↓

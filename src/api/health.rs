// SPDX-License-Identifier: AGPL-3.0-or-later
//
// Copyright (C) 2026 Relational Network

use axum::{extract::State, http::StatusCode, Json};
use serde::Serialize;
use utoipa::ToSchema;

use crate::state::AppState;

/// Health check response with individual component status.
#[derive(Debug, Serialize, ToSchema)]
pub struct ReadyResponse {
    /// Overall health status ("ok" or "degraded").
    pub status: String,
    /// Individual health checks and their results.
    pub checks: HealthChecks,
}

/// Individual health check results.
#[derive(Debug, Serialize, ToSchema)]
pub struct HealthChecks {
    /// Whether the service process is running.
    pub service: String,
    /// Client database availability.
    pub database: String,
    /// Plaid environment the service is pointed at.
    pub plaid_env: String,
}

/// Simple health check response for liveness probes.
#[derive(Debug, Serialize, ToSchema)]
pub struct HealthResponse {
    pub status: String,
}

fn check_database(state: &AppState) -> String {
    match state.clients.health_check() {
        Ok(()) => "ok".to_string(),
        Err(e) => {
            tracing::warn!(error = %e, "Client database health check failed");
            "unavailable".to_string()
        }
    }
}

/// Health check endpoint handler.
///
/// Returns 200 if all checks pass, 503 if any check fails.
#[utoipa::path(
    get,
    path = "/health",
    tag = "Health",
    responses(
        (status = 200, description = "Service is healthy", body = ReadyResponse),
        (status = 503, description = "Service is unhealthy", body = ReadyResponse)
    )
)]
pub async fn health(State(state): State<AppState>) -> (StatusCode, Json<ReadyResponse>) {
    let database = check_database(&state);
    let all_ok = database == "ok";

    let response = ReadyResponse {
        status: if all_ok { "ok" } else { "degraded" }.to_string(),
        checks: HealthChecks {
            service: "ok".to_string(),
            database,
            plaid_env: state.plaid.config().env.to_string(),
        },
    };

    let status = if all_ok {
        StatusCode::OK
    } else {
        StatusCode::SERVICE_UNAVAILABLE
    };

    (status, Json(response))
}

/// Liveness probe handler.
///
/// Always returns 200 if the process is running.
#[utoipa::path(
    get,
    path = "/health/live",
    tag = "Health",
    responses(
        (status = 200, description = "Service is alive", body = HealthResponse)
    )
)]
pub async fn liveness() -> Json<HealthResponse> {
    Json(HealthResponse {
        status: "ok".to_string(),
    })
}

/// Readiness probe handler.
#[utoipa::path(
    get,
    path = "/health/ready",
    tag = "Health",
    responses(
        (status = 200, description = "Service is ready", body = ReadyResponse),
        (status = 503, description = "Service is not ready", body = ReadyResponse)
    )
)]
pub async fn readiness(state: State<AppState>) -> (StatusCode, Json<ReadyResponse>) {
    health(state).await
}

↑

What you have to do: Please restate every record above word for word.

Exercise output:
filename src/api/health.rs
// SPDX-License-Identifier: AGPL-3.0-or-later
//
// Copyright (C) 2026 Relational Network

use axum::{extract::State, http::StatusCode, Json};
use serde::Serialize;
use utoipa::ToSchema;

use crate::state::AppState;

/// Health check response with individual component status.
#[derive(Debug, Serialize, ToSchema)]
pub struct ReadyResponse {
    /// Overall health status ("ok" or "degraded").
    pub status: String,
    /// Individual health checks and their results.
    pub checks: HealthChecks,
}

/// Individual health check results.
#[derive(Debug, Serialize, ToSchema)]
pub struct HealthChecks {
    /// Whether the service process is running.
    pub service: String,
    /// Client database availability.
    pub database: String,
    /// Plaid environment the service is pointed at.
    pub plaid_env: String,
}

/// Simple health check response for liveness probes.
#[derive(Debug, Serialize, ToSchema)]
pub struct HealthResponse {
    pub status: String,
}

fn check_database(state: &AppState) -> String {
    match state.clients.health_check() {
        Ok(()) => "ok".to_string(),
        Err(e) => {
            tracing::warn!(error = %e, "Client database health check failed");
            "unavailable".to_string()
        }
    }
}

/// Health check endpoint handler.
///
/// Returns 200 if all checks pass, 503 if any check fails.
#[utoipa::path(
    get,
    path = "/health",
    tag = "Health",
    responses(
        (status = 200, description = "Service is healthy", body = ReadyResponse),
        (status = 503, description = "Service is unhealthy", body = ReadyResponse)
    )
)]
pub async fn health(State(state): State<AppState>) -> (StatusCode, Json<ReadyResponse>) {
    let database = check_database(&state);
    let all_ok = database == "ok";

    let response = ReadyResponse {
        status: if all_ok { "ok" } else { "degraded" }.to_string(),
        checks: HealthChecks {
            service: "ok".to_string(),
            database,
            plaid_env: state.plaid.config().env.to_string(),
        },
    };

    let status = if all_ok {
        StatusCode::OK
    } else {
        StatusCode::SERVICE_UNAVAILABLE
    };

    (status, Json(response))
}

/// Liveness probe handler.
///
/// Always returns 200 if the process is running.
#[utoipa::path(
    get,
    path = "/health/live",
    tag = "Health",
    responses(
        (status = 200, description = "Service is alive", body = HealthResponse)
    )
)]
pub async fn liveness() -> Json<HealthResponse> {
    Json(HealthResponse {
        status: "ok".to_string(),
    })
}

/// Readiness probe handler.
#[utoipa::path(
    get,
    path = "/health/ready",
    tag = "Health",
    responses(
        (status = 200, description = "Service is ready", body = ReadyResponse),
        (status = 503, description = "Service is not ready", body = ReadyResponse)
    )
)]
pub async fn readiness(state: State<AppState>) -> (StatusCode, Json<ReadyResponse>) {
    health(state).await
}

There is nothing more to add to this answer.